Scientific classification
- Kingdom: Plantae
- Clade: Embryophytes
- Clade: Tracheophytes
- Clade: Spermatophytes
- Clade: Angiosperms
- Clade: Eudicots
- Order: Proteales
- Family: Proteaceae
- Genus: Buckinghamia
- Species: B. celsissima
- Binomial name: Buckinghamia celsissima F.Muell.

= Buckinghamia celsissima =

- Authority: F.Muell.
- Conservation status: LC

Species of plant endemic to Australia

Buckinghamia celsissima, commonly known as the ivory curl tree, ivory curl flower or spotted silky oak, is a species of tree in the family Proteaceae. It is endemic to the tropical rainforests of northeastern Queensland, Australia.

==Description==
Buckinghamia celsissima is a large tree growing up to 30 m tall in its natural rainforest habitat, but is much smaller when cultivated. The leaves are dark green above and somewhat glaucous or whitish below, held on petioles about 10–20 mm long.
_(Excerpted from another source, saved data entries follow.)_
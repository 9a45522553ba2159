//! Configuration Loader
//!
//! Handles loading and merging configuration from multiple sources with proper precedence.

use crate::bridge::{BridgeConfig, CallConfig, LoggingConfig, RuntimeConfig};
use crate::{ConfigError, ConfigResult};
use std::env;
use std::path::{Path, PathBuf};

/// File name searched for when walking up from a start directory
pub const CONFIG_FILE_NAME: &str = "nifbridge.toml";

/// Configuration loader
///
/// Loads configuration from multiple sources and merges them with proper precedence:
/// 1. Global config (~/.nifbridge/config.toml) - lowest priority
/// 2. Project config (./nifbridge.toml) - overrides global
/// 3. Environment variables (NIFBRIDGE_*) - overrides project
pub struct ConfigLoader {
    /// Cached global config path
    global_config_path: Option<PathBuf>,
}

/// Merged configuration result
#[derive(Debug, Clone)]
pub struct LoadedConfig {
    /// Effective configuration
    pub config: BridgeConfig,

    /// Project config file that contributed, if one was found
    pub source: Option<PathBuf>,
}

impl ConfigLoader {
    /// Create a new configuration loader
    pub fn new() -> Self {
        Self {
            global_config_path: None,
        }
    }

    /// Create a loader that reads the global layer from an explicit path
    pub fn with_global_path(path: impl Into<PathBuf>) -> Self {
        Self {
            global_config_path: Some(path.into()),
        }
    }

    /// Load configuration starting from the given directory
    ///
    /// Walks up the directory tree to find nifbridge.toml, layers it over the
    /// global config and applies environment overrides.
    pub fn load_from_directory(&mut self, start_dir: &Path) -> ConfigResult<LoadedConfig> {
        let (source, project) = self.find_project_config(start_dir)?;
        self.finish(source, project)
    }

    /// Load configuration from a specific config file
    pub fn load_from_file(&mut self, config_path: &Path) -> ConfigResult<LoadedConfig> {
        let project = BridgeConfig::load_from_file(config_path)?;
        self.finish(Some(config_path.to_path_buf()), project)
    }

    fn finish(
        &mut self,
        source: Option<PathBuf>,
        project: BridgeConfig,
    ) -> ConfigResult<LoadedConfig> {
        let mut config = self.load_global_config()?;
        config.merge(&project);
        let config = self.apply_env_overrides(config)?;
        config.validate()?;

        Ok(LoadedConfig { config, source })
    }

    /// Find project configuration by walking up directory tree
    fn find_project_config(
        &self,
        start_dir: &Path,
    ) -> ConfigResult<(Option<PathBuf>, BridgeConfig)> {
        let mut current = start_dir.to_path_buf();

        loop {
            let config_path = current.join(CONFIG_FILE_NAME);

            if config_path.exists() {
                let config = BridgeConfig::load_from_file(&config_path)?;
                return Ok((Some(config_path), config));
            }

            match current.parent() {
                Some(parent) => current = parent.to_path_buf(),
                None => return Ok((None, BridgeConfig::default())),
            }
        }
    }

    /// Load global configuration from ~/.nifbridge/config.toml
    fn load_global_config(&mut self) -> ConfigResult<BridgeConfig> {
        let path = match &self.global_config_path {
            Some(path) => path.clone(),
            None => match Self::global_config_dir() {
                Ok(dir) => {
                    let path = dir.join("config.toml");
                    self.global_config_path = Some(path.clone());
                    path
                }
                // No home directory means no global layer
                Err(ConfigError::HomeNotFound) => return Ok(BridgeConfig::default()),
                Err(e) => return Err(e),
            },
        };

        if !path.exists() {
            return Ok(BridgeConfig::default());
        }

        BridgeConfig::load_from_file(&path)
    }

    /// Apply environment variable overrides
    ///
    /// Recognised variables: NIFBRIDGE_ENV_CAPACITY, NIFBRIDGE_WORKER_THREADS,
    /// NIFBRIDGE_LOG.
    fn apply_env_overrides(&self, mut config: BridgeConfig) -> ConfigResult<BridgeConfig> {
        if let Ok(capacity) = env::var("NIFBRIDGE_ENV_CAPACITY") {
            let capacity = parse_usize("NIFBRIDGE_ENV_CAPACITY", &capacity)?;
            config
                .call
                .get_or_insert_with(CallConfig::default)
                .env_capacity = Some(capacity);
        }

        if let Ok(threads) = env::var("NIFBRIDGE_WORKER_THREADS") {
            let threads = parse_usize("NIFBRIDGE_WORKER_THREADS", &threads)?;
            config
                .runtime
                .get_or_insert_with(RuntimeConfig::default)
                .worker_threads = Some(threads);
        }

        if let Ok(filter) = env::var("NIFBRIDGE_LOG") {
            config.logging = Some(LoggingConfig {
                filter: Some(filter),
            });
        }

        Ok(config)
    }

    /// Get the global configuration directory (~/.nifbridge)
    pub fn global_config_dir() -> ConfigResult<PathBuf> {
        let home = dirs::home_dir().ok_or(ConfigError::HomeNotFound)?;
        Ok(home.join(".nifbridge"))
    }
}

impl Default for ConfigLoader {
    fn default() -> Self {
        Self::new()
    }
}

fn parse_usize(field: &str, raw: &str) -> ConfigResult<usize> {
    raw.trim()
        .parse::<usize>()
        .map_err(|e| ConfigError::InvalidValue {
            field: field.to_string(),
            reason: format!("expected an unsigned integer, got '{}' ({})", raw, e),
        })
}

#[cfg(test)]
mod tests {
    use super::*;

    #[test]
    fn test_parse_usize_rejects_garbage() {
        let err = parse_usize("NIFBRIDGE_ENV_CAPACITY", "lots").unwrap_err();
        assert!(matches!(err, ConfigError::InvalidValue { .. }));
    }

    #[test]
    fn test_parse_usize_trims() {
        assert_eq!(parse_usize("X", " 42 ").unwrap(), 42);
    }
}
While the first few leaves on a new shoot may be deeply lobed, those on older twigs are simple with entire margins (see gallery). These mature leaves are elliptic and grow to lengths of around 20 cm and 7 cm wide.

The showy cream-coloured flowers appear over summer and autumn. The inflorescence is an axillary or terminal pendant raceme up to 27 cm in length. Individual flowers are densely clustered on the axis, on pedicels about 8 mm long and have tepals around 7–10 mm long.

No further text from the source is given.